INSTRUCTIONS TO FOLLOW
Would you please return the lines of the entries below starting at the line that has "filename src/store/postgres.rs" and ending at the line that has "stamps the lease", both included, exactly as they are?

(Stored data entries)

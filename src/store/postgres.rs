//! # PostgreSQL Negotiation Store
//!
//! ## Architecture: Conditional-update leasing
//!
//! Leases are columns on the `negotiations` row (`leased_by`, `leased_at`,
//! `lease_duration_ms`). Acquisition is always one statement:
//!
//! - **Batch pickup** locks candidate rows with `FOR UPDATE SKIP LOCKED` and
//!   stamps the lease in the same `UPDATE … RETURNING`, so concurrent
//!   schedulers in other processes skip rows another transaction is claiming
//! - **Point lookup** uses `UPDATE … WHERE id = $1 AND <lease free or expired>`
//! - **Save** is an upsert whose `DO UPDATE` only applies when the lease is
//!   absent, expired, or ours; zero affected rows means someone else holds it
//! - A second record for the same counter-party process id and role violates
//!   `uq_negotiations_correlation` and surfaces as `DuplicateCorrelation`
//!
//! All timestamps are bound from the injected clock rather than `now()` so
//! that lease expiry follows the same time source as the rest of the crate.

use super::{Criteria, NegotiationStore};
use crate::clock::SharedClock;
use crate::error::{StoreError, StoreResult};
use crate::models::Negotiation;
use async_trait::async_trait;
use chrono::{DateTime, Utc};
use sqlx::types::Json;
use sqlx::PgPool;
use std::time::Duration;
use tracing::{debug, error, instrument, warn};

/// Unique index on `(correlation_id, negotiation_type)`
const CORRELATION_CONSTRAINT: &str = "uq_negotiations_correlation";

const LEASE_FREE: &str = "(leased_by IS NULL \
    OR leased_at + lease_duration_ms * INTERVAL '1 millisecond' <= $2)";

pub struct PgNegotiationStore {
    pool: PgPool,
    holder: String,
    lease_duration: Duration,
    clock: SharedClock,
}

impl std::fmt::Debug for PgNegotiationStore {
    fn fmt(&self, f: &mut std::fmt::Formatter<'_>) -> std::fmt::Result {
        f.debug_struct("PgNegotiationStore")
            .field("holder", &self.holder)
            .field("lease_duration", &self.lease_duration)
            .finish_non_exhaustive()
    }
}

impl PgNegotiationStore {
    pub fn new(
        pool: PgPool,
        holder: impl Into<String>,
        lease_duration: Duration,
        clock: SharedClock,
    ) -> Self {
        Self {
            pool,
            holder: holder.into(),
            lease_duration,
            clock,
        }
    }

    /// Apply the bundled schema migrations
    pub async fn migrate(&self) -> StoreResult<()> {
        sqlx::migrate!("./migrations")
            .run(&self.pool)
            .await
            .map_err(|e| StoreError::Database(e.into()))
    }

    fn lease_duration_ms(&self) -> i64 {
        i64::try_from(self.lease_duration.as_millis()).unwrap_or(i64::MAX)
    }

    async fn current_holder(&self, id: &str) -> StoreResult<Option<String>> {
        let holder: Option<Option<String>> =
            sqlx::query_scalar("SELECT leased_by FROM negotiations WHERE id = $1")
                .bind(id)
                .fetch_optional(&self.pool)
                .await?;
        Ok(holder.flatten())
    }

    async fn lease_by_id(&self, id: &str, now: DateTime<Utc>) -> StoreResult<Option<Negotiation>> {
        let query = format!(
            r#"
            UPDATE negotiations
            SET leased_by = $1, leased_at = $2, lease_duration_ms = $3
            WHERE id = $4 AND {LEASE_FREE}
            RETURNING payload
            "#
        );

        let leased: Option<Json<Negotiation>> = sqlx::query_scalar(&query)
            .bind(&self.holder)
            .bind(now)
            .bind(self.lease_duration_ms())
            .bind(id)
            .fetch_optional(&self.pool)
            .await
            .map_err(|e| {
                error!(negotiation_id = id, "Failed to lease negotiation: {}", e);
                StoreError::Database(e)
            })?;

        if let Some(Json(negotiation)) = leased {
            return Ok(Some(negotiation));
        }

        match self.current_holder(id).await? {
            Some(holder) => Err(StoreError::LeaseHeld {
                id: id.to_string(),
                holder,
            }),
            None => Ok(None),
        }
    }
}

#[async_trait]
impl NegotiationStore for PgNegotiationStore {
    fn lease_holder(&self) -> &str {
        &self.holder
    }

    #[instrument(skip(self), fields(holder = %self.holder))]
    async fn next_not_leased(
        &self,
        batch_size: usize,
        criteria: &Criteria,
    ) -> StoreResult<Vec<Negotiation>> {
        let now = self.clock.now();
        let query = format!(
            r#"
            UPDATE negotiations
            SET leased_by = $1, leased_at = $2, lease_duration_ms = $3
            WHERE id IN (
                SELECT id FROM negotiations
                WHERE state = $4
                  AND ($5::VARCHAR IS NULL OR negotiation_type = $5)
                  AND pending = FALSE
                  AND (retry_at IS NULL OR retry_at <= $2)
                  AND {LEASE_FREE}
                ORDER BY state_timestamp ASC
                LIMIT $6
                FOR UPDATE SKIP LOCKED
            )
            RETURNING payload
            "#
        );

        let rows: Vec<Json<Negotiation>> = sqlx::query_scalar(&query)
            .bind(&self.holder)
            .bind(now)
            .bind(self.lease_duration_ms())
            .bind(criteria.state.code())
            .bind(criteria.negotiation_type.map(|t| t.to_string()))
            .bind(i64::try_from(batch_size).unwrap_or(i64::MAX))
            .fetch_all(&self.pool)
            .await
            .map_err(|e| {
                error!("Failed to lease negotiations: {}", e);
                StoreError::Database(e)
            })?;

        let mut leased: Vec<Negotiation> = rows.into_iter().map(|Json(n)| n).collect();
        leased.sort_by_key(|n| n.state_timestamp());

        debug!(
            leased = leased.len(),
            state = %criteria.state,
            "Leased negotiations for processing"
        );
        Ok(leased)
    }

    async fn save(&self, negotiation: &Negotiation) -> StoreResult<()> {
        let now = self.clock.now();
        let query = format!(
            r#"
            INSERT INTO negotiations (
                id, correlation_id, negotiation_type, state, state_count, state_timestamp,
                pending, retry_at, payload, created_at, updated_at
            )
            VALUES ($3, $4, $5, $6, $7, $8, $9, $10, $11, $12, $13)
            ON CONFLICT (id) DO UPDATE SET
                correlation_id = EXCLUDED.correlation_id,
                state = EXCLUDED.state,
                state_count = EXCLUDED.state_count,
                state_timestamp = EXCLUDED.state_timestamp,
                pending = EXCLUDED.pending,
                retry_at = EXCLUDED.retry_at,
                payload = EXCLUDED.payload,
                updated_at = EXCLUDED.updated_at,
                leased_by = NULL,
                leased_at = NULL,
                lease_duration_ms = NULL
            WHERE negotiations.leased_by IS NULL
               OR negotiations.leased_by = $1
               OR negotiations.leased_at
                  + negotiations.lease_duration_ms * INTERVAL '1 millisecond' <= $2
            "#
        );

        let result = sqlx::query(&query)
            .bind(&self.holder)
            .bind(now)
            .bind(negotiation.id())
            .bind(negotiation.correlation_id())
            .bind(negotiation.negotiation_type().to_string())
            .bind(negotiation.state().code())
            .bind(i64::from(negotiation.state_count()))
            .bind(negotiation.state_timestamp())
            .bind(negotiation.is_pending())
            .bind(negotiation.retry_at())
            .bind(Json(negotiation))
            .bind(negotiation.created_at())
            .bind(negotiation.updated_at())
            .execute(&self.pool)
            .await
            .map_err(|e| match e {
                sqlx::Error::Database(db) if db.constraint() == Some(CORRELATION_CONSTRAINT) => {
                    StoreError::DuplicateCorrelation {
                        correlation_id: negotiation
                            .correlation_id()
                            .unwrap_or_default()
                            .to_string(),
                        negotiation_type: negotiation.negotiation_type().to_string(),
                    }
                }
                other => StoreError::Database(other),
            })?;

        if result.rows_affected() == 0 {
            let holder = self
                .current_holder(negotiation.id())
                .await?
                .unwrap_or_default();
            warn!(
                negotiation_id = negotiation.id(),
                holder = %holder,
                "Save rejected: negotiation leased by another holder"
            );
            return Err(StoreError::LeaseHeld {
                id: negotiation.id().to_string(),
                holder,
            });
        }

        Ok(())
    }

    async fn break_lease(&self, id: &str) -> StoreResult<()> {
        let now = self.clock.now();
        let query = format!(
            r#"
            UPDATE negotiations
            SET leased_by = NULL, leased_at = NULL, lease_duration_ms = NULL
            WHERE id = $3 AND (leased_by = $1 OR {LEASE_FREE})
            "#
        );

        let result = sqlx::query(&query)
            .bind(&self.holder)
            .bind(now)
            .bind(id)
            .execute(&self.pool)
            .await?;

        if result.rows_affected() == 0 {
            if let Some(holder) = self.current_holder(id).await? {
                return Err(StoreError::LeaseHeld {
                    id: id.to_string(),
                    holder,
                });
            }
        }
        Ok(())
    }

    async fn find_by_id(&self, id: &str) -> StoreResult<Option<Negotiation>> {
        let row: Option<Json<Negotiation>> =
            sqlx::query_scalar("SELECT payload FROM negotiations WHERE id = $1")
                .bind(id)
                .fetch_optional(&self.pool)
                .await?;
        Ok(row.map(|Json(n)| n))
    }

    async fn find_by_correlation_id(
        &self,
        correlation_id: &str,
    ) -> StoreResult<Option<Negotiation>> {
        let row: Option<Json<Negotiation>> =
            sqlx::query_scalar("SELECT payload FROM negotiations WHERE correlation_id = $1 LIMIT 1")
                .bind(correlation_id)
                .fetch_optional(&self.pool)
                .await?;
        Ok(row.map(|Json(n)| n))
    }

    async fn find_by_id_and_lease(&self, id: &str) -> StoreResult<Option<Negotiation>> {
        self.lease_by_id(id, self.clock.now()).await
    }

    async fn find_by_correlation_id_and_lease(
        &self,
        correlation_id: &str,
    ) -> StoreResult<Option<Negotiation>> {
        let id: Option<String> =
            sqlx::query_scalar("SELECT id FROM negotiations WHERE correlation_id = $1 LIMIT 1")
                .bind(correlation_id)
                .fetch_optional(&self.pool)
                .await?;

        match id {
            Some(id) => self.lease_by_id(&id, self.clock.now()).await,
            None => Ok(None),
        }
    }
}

--

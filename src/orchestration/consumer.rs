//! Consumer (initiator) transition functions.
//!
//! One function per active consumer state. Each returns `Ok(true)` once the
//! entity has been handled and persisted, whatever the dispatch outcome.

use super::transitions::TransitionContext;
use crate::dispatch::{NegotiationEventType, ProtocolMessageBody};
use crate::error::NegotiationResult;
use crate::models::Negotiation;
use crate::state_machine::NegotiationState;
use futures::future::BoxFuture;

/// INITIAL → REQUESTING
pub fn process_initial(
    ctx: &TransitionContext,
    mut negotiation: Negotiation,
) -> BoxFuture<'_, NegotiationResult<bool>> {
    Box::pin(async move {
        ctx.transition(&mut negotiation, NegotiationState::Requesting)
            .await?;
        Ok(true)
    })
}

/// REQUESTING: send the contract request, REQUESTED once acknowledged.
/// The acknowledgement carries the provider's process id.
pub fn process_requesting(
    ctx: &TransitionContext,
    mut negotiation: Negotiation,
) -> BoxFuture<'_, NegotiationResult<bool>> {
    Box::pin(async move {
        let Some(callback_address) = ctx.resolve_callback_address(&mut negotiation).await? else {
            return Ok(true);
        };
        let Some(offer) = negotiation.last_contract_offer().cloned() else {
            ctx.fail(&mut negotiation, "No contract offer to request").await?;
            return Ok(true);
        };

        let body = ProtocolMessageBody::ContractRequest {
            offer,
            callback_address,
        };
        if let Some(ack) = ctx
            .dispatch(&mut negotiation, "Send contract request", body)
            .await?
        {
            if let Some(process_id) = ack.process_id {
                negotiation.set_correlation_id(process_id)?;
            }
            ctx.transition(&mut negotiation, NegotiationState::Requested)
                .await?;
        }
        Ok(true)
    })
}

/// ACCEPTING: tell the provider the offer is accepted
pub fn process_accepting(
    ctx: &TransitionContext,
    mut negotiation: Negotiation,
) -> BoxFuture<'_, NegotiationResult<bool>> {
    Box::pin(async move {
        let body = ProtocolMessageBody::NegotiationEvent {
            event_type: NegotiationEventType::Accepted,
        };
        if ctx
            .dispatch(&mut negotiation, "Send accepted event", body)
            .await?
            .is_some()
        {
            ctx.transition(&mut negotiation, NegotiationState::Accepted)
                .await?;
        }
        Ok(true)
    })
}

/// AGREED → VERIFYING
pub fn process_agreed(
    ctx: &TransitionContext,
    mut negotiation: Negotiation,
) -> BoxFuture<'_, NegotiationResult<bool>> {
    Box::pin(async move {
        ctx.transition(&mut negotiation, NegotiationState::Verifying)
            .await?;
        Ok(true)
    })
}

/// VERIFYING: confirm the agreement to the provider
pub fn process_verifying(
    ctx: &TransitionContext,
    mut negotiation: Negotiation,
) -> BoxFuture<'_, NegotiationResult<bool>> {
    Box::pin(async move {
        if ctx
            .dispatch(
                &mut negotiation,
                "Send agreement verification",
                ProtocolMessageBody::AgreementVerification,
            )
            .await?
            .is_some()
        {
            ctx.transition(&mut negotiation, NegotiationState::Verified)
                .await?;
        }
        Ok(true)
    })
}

ANSWER AREA
filename src/store/postgres.rs
//! # PostgreSQL Negotiation Store
//!
//! ## Architecture: Conditional-update leasing
//!
//! Leases are columns on the `negotiations` row (`leased_by`, `leased_at`,
//! `lease_duration_ms`). Acquisition is always one statement:
//!
//! - **Batch pickup** locks candidate rows with `FOR UPDATE SKIP LOCKED` and
//!   stamps the lease in the same `UPDATE … RETURNING`, so concurrent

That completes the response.